At this point, I want to turn out the stage lights.


My name is Larry Straight, not Eugene O'Neill and I really don't know anything about being a playwright. I have often thought, however, that might be a great exercise for a Project Manager to put on this play, using the actual characters in their respective parts. It might make them face who they really are and where they're really coming from.


The point I've been trying to make is that the perspectives and motivations of each of the major players is set substantially by the role they play. At one time or another, I've played several of those roles. In each case, I found myself inexorably pushed to the position established by tradition for the role.
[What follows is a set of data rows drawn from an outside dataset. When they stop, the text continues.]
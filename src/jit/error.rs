//! Error types for the JIT backend.

use std::io;

use thiserror::Error;

use super::register::{Isa, RegClass};

/// Broad category of a [`JitError`].
#[derive(Debug, Clone, Copy, PartialEq, Eq)]
pub enum ErrorKind {
    /// The caller broke a contract (bad index, write after finalize, ...).
    /// Retrying cannot help; the emitter has a bug.
    ContractViolation,
    /// The operating system refused to hand out or reprotect executable
    /// memory. There is no correct way to continue generating code.
    ResourceExhausted,
}

/// Errors produced by the register tables, code pages and arenas.
#[derive(Debug, Error)]
pub enum JitError {
    #[error("{class} argument index {index} out of bounds (max {max})")]
    ArgumentOutOfRange {
        class: RegClass,
        index: usize,
        max: usize,
    },

    #[error("no {class} register with code {code} on {isa}")]
    UnknownRegister { isa: Isa, class: RegClass, code: u8 },

    #[error("code page is finalized; writes are no longer permitted")]
    PageFinalized,

    #[error("write of {len} bytes at offset {offset} exceeds page size {size}")]
    OutOfBounds {
        offset: usize,
        len: usize,
        size: usize,
    },

    #[error("invalid code page size {0}")]
    InvalidSize(usize),

    #[error("mmap of {size} bytes failed: {source}")]
    MapFailed {
        size: usize,
        #[source]
        source: io::Error,
    },

    #[error("changing code page protection failed: {0}")]
    ProtectFailed(#[source] io::Error),
}

impl JitError {
    pub fn kind(&self) -> ErrorKind {
        match self {
            JitError::MapFailed { .. } | JitError::ProtectFailed(_) => {
                ErrorKind::ResourceExhausted
            }
            _ => ErrorKind::ContractViolation,
        }
    }

    /// Whether the process should stop generating code altogether.
    pub fn is_fatal(&self) -> bool {
        self.kind() == ErrorKind::ResourceExhausted
    }
}

#[cfg(test)]
mod tests {
    use super::*;

    #[test]
    fn test_kinds() {
        let err = JitError::ArgumentOutOfRange {
            class: RegClass::Int,
            index: 9,
            max: 6,
        };
        assert_eq!(err.kind(), ErrorKind::ContractViolation);
        assert!(!err.is_fatal());

        let err = JitError::MapFailed {
            size: 4096,
            source: io::Error::from_raw_os_error(libc::ENOMEM),
        };
        assert!(err.is_fatal());
    }

    #[test]
    fn test_display() {
        let err = JitError::ArgumentOutOfRange {
            class: RegClass::Float,
            index: 8,
            max: 8,
        };
        assert_eq!(err.to_string(), "float argument index 8 out of bounds (max 8)");
    }
}
use std::process::Command;

fn run_vasm(args: &[&str]) -> (String, String, bool) {
    let output = Command::new(env!("CARGO_BIN_EXE_vasm"))
        .args(args)
        .output()
        .expect("failed to execute vasm");

    let stdout = String::from_utf8_lossy(&output.stdout).to_string();
    let stderr = String::from_utf8_lossy(&output.stderr).to_string();
    (stdout, stderr, output.status.success())
}

fn assert_success(args: &[&str]) -> String {
    let (stdout, stderr, success) = run_vasm(args);
    assert!(success, "vasm {:?} should succeed, stderr:\n{}", args, stderr);
    stdout
}

#[test]
fn test_info_text() {
    let stdout = assert_success(&["info"]);
    assert!(stdout.contains("int args:"));
    #[cfg(target_arch = "x86_64")]
    assert!(stdout.contains("6 (rdi, rsi, rdx, rcx, r8, r9)"));
    #[cfg(target_arch = "aarch64")]
    assert!(stdout.contains("8 (x0, x1, x2, x3, x4, x5, x6, x7)"));
}

#[test]
fn test_info_json() {
    let stdout = assert_success(&["info", "--json"]);
    let value: serde_json::Value = serde_json::from_str(&stdout).unwrap();
    assert_eq!(value["abi"]["float_args"].as_array().unwrap().len(), 8);
    assert!(value["page_size"].as_u64().unwrap() >= 4096);
}

#[test]
fn test_probe() {
    assert_eq!(assert_success(&["probe", "40", "2"]), "42\n");
    assert_eq!(assert_success(&["probe", "-10", "3"]), "-7\n");
}

#[test]
fn test_probe_with_config() {
    let dir = tempfile::tempdir().unwrap();
    let path = dir.path().join("vasm.toml");
    std::fs::write(&path, "page_size = 4096\ntrace = true\n").unwrap();

    let (stdout, stderr, success) = run_vasm(&["probe", "1", "2", "--config", path.to_str().unwrap()]);
    assert!(success, "stderr:\n{}", stderr);
    assert_eq!(stdout, "3\n");
    assert!(stderr.contains("finalized code page"));
}

#[test]
fn test_bad_config_fails() {
    let dir = tempfile::tempdir().unwrap();
    let path = dir.path().join("vasm.toml");
    std::fs::write(&path, "page_size = 0\n").unwrap();

    let (_, stderr, success) = run_vasm(&["probe", "1", "2", "--config", path.to_str().unwrap()]);
    assert!(!success);
    assert!(stderr.contains("page_size"));
}

#[test]
fn test_unmappable_page_size_exits() {
    let dir = tempfile::tempdir().unwrap();
    let path = dir.path().join("vasm.toml");
    std::fs::write(&path, "page_size = 4611686018427387904\n").unwrap();

    let (stdout, stderr, success) = run_vasm(&["probe", "1", "2", "--config", path.to_str().unwrap()]);
    assert!(!success);
    assert!(stdout.is_empty());
    assert!(stderr.contains("cannot obtain executable memory"), "stderr:\n{}", stderr);
}

#[test]
fn test_stress() {
    let stdout = assert_success(&["stress", "--threads", "16", "--chunk", "128"]);
    assert_eq!(stdout, "ok: 16 threads x 128 bytes\n");
}
//! Register queries for the host calling convention.
//!
//! Registers cross the boundary as their architectural code (`uint8_t`);
//! integer and float codes live in separate register files.

#![allow(unsafe_op_in_unsafe_fn)]

use super::types::VasmResult;
use crate::jit::{HostProcessor, RegClass, Register};

const HOST: HostProcessor = HostProcessor::host();

#[unsafe(no_mangle)]
pub extern "C" fn vasm_max_int_args() -> u32 {
    HOST.max_int_args() as u32
}

#[unsafe(no_mangle)]
pub extern "C" fn vasm_max_float_args() -> u32 {
    HOST.max_float_args() as u32
}

#[unsafe(no_mangle)]
pub extern "C" fn vasm_is_int_arg_register(index: u32) -> bool {
    HOST.is_int_arg_register(index as usize)
}

#[unsafe(no_mangle)]
pub extern "C" fn vasm_is_float_arg_register(index: u32) -> bool {
    HOST.is_float_arg_register(index as usize)
}

/// Write the register code for integer argument `index` to `out`.
///
/// Returns `ErrOutOfRange` (leaving `out` untouched) when the argument is
/// not passed in a register.
///
/// # Safety
/// `out` must be NULL or valid for a one-byte write.
#[unsafe(no_mangle)]
pub unsafe extern "C" fn vasm_int_arg(index: u32, out: *mut u8) -> VasmResult {
    store(HOST.int_arg(index as usize), out)
}

/// Float counterpart of [`vasm_int_arg`].
///
/// # Safety
/// `out` must be NULL or valid for a one-byte write.
#[unsafe(no_mangle)]
pub unsafe extern "C" fn vasm_float_arg(index: u32, out: *mut u8) -> VasmResult {
    store(HOST.float_arg(index as usize), out)
}

/// Register code for integer argument `index`, or `default_code`.
#[unsafe(no_mangle)]
pub extern "C" fn vasm_int_arg_or(index: u32, default_code: u8) -> u8 {
    let default = Register::new(HOST.isa(), RegClass::Int, default_code);
    HOST.int_arg_or(index as usize, default).code()
}

/// Register code for float argument `index`, or `default_code`.
#[unsafe(no_mangle)]
pub extern "C" fn vasm_float_arg_or(index: u32, default_code: u8) -> u8 {
    let default = Register::new(HOST.isa(), RegClass::Float, default_code);
    HOST.float_arg_or(index as usize, default).code()
}

#[unsafe(no_mangle)]
pub extern "C" fn vasm_int_return() -> u8 {
    HOST.int_return().code()
}

#[unsafe(no_mangle)]
pub extern "C" fn vasm_float_return() -> u8 {
    HOST.float_return().code()
}

unsafe fn store(reg: Result<Register, crate::jit::JitError>, out: *mut u8) -> VasmResult {
    if out.is_null() {
        return VasmResult::ErrNull;
    }
    match reg {
        Ok(reg) => {
            *out = reg.code();
            VasmResult::Ok
        }
        Err(e) => VasmResult::from(&e),
    }
}
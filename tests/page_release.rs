//! Unmapping on last release, observed through the kernel.
//!
//! Kept as the only test in its binary so no other test can map memory
//! into the hole between the release and the check.

#![cfg(target_os = "linux")]

use vasm::jit::CodePage;

fn is_mapped(addr: *const u8, len: usize) -> bool {
    let pages = len.div_ceil(CodePage::minimum_page_size());
    let mut residency = vec![0u8; pages];
    let rc = unsafe { libc::mincore(addr as *mut libc::c_void, len, residency.as_mut_ptr()) };
    if rc == 0 {
        return true;
    }
    assert_eq!(std::io::Error::last_os_error().raw_os_error(), Some(libc::ENOMEM));
    false
}

#[test]
fn test_last_drop_unmaps() {
    let page = CodePage::new(CodePage::minimum_page_size() * 3, None);
    let base = page.base();
    let size = page.size();
    assert!(is_mapped(base, size));

    let other = page.grab();
    assert_eq!(page.references(), 2);
    page.release();
    assert_eq!(other.references(), 1);
    assert!(is_mapped(base, size));

    other.release();
    assert!(!is_mapped(base, size));
}
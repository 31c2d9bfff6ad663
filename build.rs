use std::env;
use std::path::PathBuf;

fn main() {
    // Generate the C header for emitters linking against the cdylib/staticlib
    let crate_dir = env::var("CARGO_MANIFEST_DIR").unwrap();
    let output_path = PathBuf::from(&crate_dir).join("include").join("vasm.h");

    std::fs::create_dir_all(PathBuf::from(&crate_dir).join("include")).ok();

    let config = cbindgen::Config::from_file("cbindgen.toml")
        .unwrap_or_else(|_| cbindgen::Config::default());

    if let Err(e) = cbindgen::Builder::new()
        .with_crate(&crate_dir)
        .with_config(config)
        .generate()
        .map(|bindings| bindings.write_to_file(&output_path))
    {
        eprintln!("Warning: Failed to generate C header: {}", e);
    }

    println!("cargo:rerun-if-changed=src/ffi");
    println!("cargo:rerun-if-changed=cbindgen.toml");
}
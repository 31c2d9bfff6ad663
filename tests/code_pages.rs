//! Code page, arena and critical section behaviour through the public API.

use std::sync::Arc;
use std::thread;

use vasm::config::JitConfig;
use vasm::jit::probe::{self, AddThunk};
use vasm::jit::{CodeArena, CodeBuffer, CodePage, CriticalSection, ErrorKind, HostProcessor, JitError};

#[test]
fn test_page_plus_one_spans_two_pages() {
    let ps = CodePage::minimum_page_size();
    let page = CodePage::new(ps + 1, None);
    assert!(page.size() >= 2 * ps);
    assert_eq!(page.size() % ps, 0);
}

#[test]
fn test_shared_section_orders_writes_before_finalize() {
    const THREADS: usize = 12;
    const CHUNK: usize = 40;

    // An emitter-level section shared by several pages' writers.
    let section = Arc::new(CriticalSection::new());
    let page = CodePage::new(THREADS * CHUNK, None);

    let handles: Vec<_> = (0..THREADS)
        .map(|i| {
            let section = Arc::clone(&section);
            let page = page.grab();
            thread::spawn(move || {
                let _held = section.enter();
                let mut writer = page.writer();
                for (j, byte) in (0..CHUNK).map(|j| (j, (i * 7 + j) as u8)) {
                    writer.write_at(i * CHUNK + j, &[byte]).unwrap();
                }
            })
        })
        .collect();
    for h in handles {
        h.join().unwrap();
    }

    section.with(|| page.finalize()).unwrap();
    for i in 0..THREADS {
        let expected: Vec<u8> = (0..CHUNK).map(|j| (i * 7 + j) as u8).collect();
        assert_eq!(page.read(i * CHUNK, CHUNK).unwrap(), expected);
    }
}

#[test]
fn test_finalized_page_rejects_writes() {
    let page = CodePage::new(32, None);
    let mut buf = CodeBuffer::new();
    buf.emit_bytes(&[0xCC; 8]);
    buf.commit(&page).unwrap();
    page.finalize().unwrap();
    page.finalize().unwrap();

    let err = buf.commit(&page).unwrap_err();
    assert!(matches!(err, JitError::PageFinalized));
    assert_eq!(err.kind(), ErrorKind::ContractViolation);
    assert_eq!(page.read(0, 8).unwrap(), vec![0xCC; 8]);
}

#[test]
fn test_thunk_survives_arena_and_handles() {
    let cpu = HostProcessor::host();
    let arena = CodeArena::new(&JitConfig::default());

    let mut buf = CodeBuffer::new();
    probe::emit_add_thunk(&cpu, &mut buf).unwrap();
    let slices: Vec<_> = (0..4).map(|_| arena.install(buf.code()).unwrap()).collect();
    assert_eq!(arena.page_count(), 1);

    unsafe {
        assert!(slices[0].entry::<AddThunk>().is_none());
    }
    arena.seal().unwrap();
    drop(arena);

    // The arena is gone; the slices still keep the page mapped.
    for (i, slice) in slices.iter().enumerate() {
        let add: AddThunk = unsafe { slice.entry() }.unwrap();
        assert_eq!(add(i as i64, 100), 100 + i as i64);
    }
    assert_eq!(slices[0].page().references(), 4);
}

#[test]
fn test_thunk_runs_while_another_page_is_written() {
    let cpu = HostProcessor::host();
    let code = CodePage::new(64, None);
    let offset = probe::install_add_thunk(&cpu, &code).unwrap();
    code.finalize().unwrap();
    let add: AddThunk = unsafe { code.entry(offset) }.unwrap();

    let scratch = CodePage::new(64, None);
    let mut writer = scratch.writer();
    writer.append(&[0xAA; 4]).unwrap();
    assert_eq!(add(20, 22), 42);
    writer.append(&[0xBB; 4]).unwrap();
    assert_eq!(add(-5, 2), -3);
    drop(writer);

    assert_eq!(scratch.read(0, 8).unwrap(), [[0xAA; 4], [0xBB; 4]].concat());
}

#[test]
fn test_thunk_called_from_other_threads() {
    let cpu = HostProcessor::host();
    let page = CodePage::new(64, None);
    let offset = probe::install_add_thunk(&cpu, &page).unwrap();
    page.finalize().unwrap();

    let handles: Vec<_> = (0..4)
        .map(|i| {
            let page = page.grab();
            thread::spawn(move || {
                let add: AddThunk = unsafe { page.entry(offset) }.unwrap();
                add(i, i)
            })
        })
        .collect();
    let results: Vec<i64> = handles.into_iter().map(|h| h.join().unwrap()).collect();
    assert_eq!(results, vec![0, 2, 4, 6]);
}
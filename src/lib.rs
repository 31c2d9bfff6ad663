//! vasm - JIT assembler backend
//!
//! Executable code pages, calling-convention register tables and emission
//! locking for a native code generator. For C/C++ emitters, use the FFI
//! module functions.

pub mod config;
pub mod ffi;
pub mod jit;
pub mod logging;

// Re-export commonly used types
pub use config::JitConfig;
pub use jit::{CodeArena, CodePage, CriticalSection, HostProcessor, JitError, Processor, Register};
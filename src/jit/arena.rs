//! Packing several compiled functions into shared code pages.
//!
//! Mapping a page is a system call; most translated blocks are a few dozen
//! bytes. The arena keeps one open page and appends into it until the next
//! function does not fit, at which point the page is finalized and a new one
//! is opened. Every [`CodeSlice`] holds its own reference to the page it
//! lives in, so retired pages stay mapped while any slice is alive.

use std::sync::Mutex;

use tracing::debug;

use super::error::JitError;
use super::memory::CodePage;
use crate::config::JitConfig;

/// A run of code inside a [`CodePage`].
#[derive(Debug, Clone)]
pub struct CodeSlice {
    page: CodePage,
    offset: usize,
    len: usize,
}

impl CodeSlice {
    pub fn page(&self) -> &CodePage {
        &self.page
    }

    pub fn offset(&self) -> usize {
        self.offset
    }

    pub fn len(&self) -> usize {
        self.len
    }

    pub fn is_empty(&self) -> bool {
        self.len == 0
    }

    /// Whether the containing page has been finalized.
    pub fn is_executable(&self) -> bool {
        self.page.is_final()
    }

    pub fn bytes(&self) -> Result<Vec<u8>, JitError> {
        self.page.read(self.offset, self.len)
    }

    /// Function pointer to the start of the slice.
    ///
    /// # Safety
    /// See [`CodePage::entry`].
    pub unsafe fn entry<F: Copy>(&self) -> Option<F> {
        unsafe { self.page.entry(self.offset) }
    }
}

struct ArenaState {
    current: Option<CodePage>,
    pages_opened: usize,
}

/// Allocates code into shared pages of a configured size.
pub struct CodeArena {
    page_size: usize,
    hint: Option<usize>,
    state: Mutex<ArenaState>,
}

impl CodeArena {
    pub fn new(config: &JitConfig) -> Self {
        Self {
            page_size: config.page_size,
            hint: config.placement_hint,
            state: Mutex::new(ArenaState {
                current: None,
                pages_opened: 0,
            }),
        }
    }

    /// Copy `code` into the arena.
    ///
    /// The slice is not executable until its page is finalized, either by
    /// [`seal`](Self::seal) or by a later install that overflows the page.
    pub fn install(&self, code: &[u8]) -> Result<CodeSlice, JitError> {
        if code.is_empty() {
            return Err(JitError::InvalidSize(0));
        }
        let mut state = self.lock();

        let reusable = state
            .current
            .as_ref()
            .filter(|page| page.remaining() >= code.len())
            .map(CodePage::grab);
        let page = match reusable {
            Some(page) => page,
            None => {
                if let Some(full) = state.current.take() {
                    full.finalize()?;
                }
                let size = self.page_size.max(code.len());
                let page = CodePage::try_new(size, self.hint.map(|addr| addr as *const u8))?;
                state.pages_opened += 1;
                debug!(size = page.size(), pages = state.pages_opened, "arena opened code page");
                state.current = Some(page.grab());
                page
            }
        };
        let offset = page.append(code)?;
        Ok(CodeSlice {
            page,
            offset,
            len: code.len(),
        })
    }

    /// Finalize the open page so everything installed so far can run. The
    /// next install starts a fresh page.
    pub fn seal(&self) -> Result<(), JitError> {
        let mut state = self.lock();
        if let Some(page) = state.current.take() {
            page.finalize()?;
        }
        Ok(())
    }

    /// Number of pages this arena has mapped.
    pub fn page_count(&self) -> usize {
        self.lock().pages_opened
    }

    fn lock(&self) -> std::sync::MutexGuard<'_, ArenaState> {
        self.state.lock().unwrap_or_else(|e| e.into_inner())
    }
}
//! Code page FFI.
//!
//! A `VasmCodePage*` is one reference to a shared page, the same way the
//! Rust `CodePage` handle is. `vasm_page_grab` adds a reference and
//! `vasm_page_drop` gives one back; the mapping is released with the last.

#![allow(unsafe_op_in_unsafe_fn)]

use std::ffi::c_void;

use super::types::{VasmCodePage, VasmResult};
use crate::jit::CodePage;

/// Map a page of at least `size` bytes near `hint` (may be NULL).
///
/// The process exits if the OS cannot provide executable memory. Returns
/// NULL only when `size` is zero.
#[unsafe(no_mangle)]
pub extern "C" fn vasm_page_new(size: usize, hint: *const c_void) -> *mut VasmCodePage {
    if size == 0 {
        return std::ptr::null_mut();
    }
    let hint = (!hint.is_null()).then_some(hint.cast::<u8>());
    CodePage::new(size, hint).into_raw() as *mut VasmCodePage
}

/// Add a reference. Returns `page` for convenience.
///
/// # Safety
/// `page` must be NULL or a live pointer from `vasm_page_new`.
#[unsafe(no_mangle)]
pub unsafe extern "C" fn vasm_page_grab(page: *mut VasmCodePage) -> *mut VasmCodePage {
    if !page.is_null() {
        CodePage::grab_raw(page as *const c_void);
    }
    page
}

/// Release a reference; the last one unmaps the page.
///
/// # Safety
/// `page` must be NULL or a live pointer from `vasm_page_new`. The caller's
/// reference is consumed.
#[unsafe(no_mangle)]
pub unsafe extern "C" fn vasm_page_drop(page: *mut VasmCodePage) {
    if !page.is_null() {
        CodePage::drop_raw(page as *const c_void);
    }
}

/// # Safety
/// `page` must be NULL or a live pointer from `vasm_page_new`.
#[unsafe(no_mangle)]
pub unsafe extern "C" fn vasm_page_finalize(page: *mut VasmCodePage) -> VasmResult {
    match page_ref(page) {
        Some(page) => page.finalize().into(),
        None => VasmResult::ErrNull,
    }
}

/// Append `len` bytes and store their offset in `out_offset` (may be NULL).
///
/// # Safety
/// `page` must be a live page pointer; `data` must be valid for `len`
/// bytes; `out_offset` must be NULL or writable.
#[unsafe(no_mangle)]
pub unsafe extern "C" fn vasm_page_append(
    page: *mut VasmCodePage,
    data: *const u8,
    len: usize,
    out_offset: *mut usize,
) -> VasmResult {
    let Some(page) = page_ref(page) else {
        return VasmResult::ErrNull;
    };
    if data.is_null() && len != 0 {
        return VasmResult::ErrNull;
    }
    let bytes = slice(data, len);
    match page.append(bytes) {
        Ok(offset) => {
            if !out_offset.is_null() {
                *out_offset = offset;
            }
            VasmResult::Ok
        }
        Err(e) => VasmResult::from(&e),
    }
}

/// Write `len` bytes at `offset`.
///
/// # Safety
/// As for [`vasm_page_append`].
#[unsafe(no_mangle)]
pub unsafe extern "C" fn vasm_page_write(
    page: *mut VasmCodePage,
    offset: usize,
    data: *const u8,
    len: usize,
) -> VasmResult {
    let Some(page) = page_ref(page) else {
        return VasmResult::ErrNull;
    };
    if data.is_null() && len != 0 {
        return VasmResult::ErrNull;
    }
    page.writer().write_at(offset, slice(data, len)).into()
}

/// # Safety
/// `page` must be NULL or a live pointer from `vasm_page_new`.
#[unsafe(no_mangle)]
pub unsafe extern "C" fn vasm_page_base(page: *const VasmCodePage) -> *const c_void {
    page_ref(page).map_or(std::ptr::null(), |p| p.base().cast())
}

/// # Safety
/// `page` must be NULL or a live pointer from `vasm_page_new`.
#[unsafe(no_mangle)]
pub unsafe extern "C" fn vasm_page_size(page: *const VasmCodePage) -> usize {
    page_ref(page).map_or(0, |p| p.size())
}

/// # Safety
/// `page` must be NULL or a live pointer from `vasm_page_new`.
#[unsafe(no_mangle)]
pub unsafe extern "C" fn vasm_page_used(page: *const VasmCodePage) -> usize {
    page_ref(page).map_or(0, |p| p.used())
}

/// # Safety
/// `page` must be NULL or a live pointer from `vasm_page_new`.
#[unsafe(no_mangle)]
pub unsafe extern "C" fn vasm_page_is_final(page: *const VasmCodePage) -> bool {
    page_ref(page).is_some_and(|p| p.is_final())
}

/// # Safety
/// `page` must be NULL or a live pointer from `vasm_page_new`.
#[unsafe(no_mangle)]
pub unsafe extern "C" fn vasm_page_references(page: *const VasmCodePage) -> usize {
    page_ref(page).map_or(0, |p| p.references())
}

#[unsafe(no_mangle)]
pub extern "C" fn vasm_minimum_page_size() -> usize {
    CodePage::minimum_page_size()
}

unsafe fn page_ref(page: *const VasmCodePage) -> Option<std::mem::ManuallyDrop<CodePage>> {
    (!page.is_null()).then(|| CodePage::borrow_raw(page as *const c_void))
}

unsafe fn slice<'a>(data: *const u8, len: usize) -> &'a [u8] {
    if len == 0 {
        &[]
    } else {
        std::slice::from_raw_parts(data, len)
    }
}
Wait a minute Straight, I thought you were here to give us something positive. So far you've only told us that all startups are the same. Well... That's right, so far, they are all the same. But for a moment, think back over what I've said


I've told you that there will be problems in the startup and I hope I've conveyed the thought that the major players are pretty well locked into their respective roles.


You may also note, that I stopped my little play on the eve of the startup. What happens from here can be stage managed for many different effects.


The most important thing of all, is to keep your sense of humor. This is high drama and should be appreciated as such. If everyone knows what to expect and accepts it as the real "oughtta be" there should be a lot less stress and anger. The worst startups are those where several of the major players are doing it for the first time and get the whole project wound around the axle by trying to rewrite everybody else's role.


It's like teaching a pig to sing, it irritates the pig, and the results are usually unsatisfactory.


The next thing I advocate, is changing two of the characters. Earlier today, I talked about having one person initialize the O&M organization and then replace him with another character type right after commercial operation.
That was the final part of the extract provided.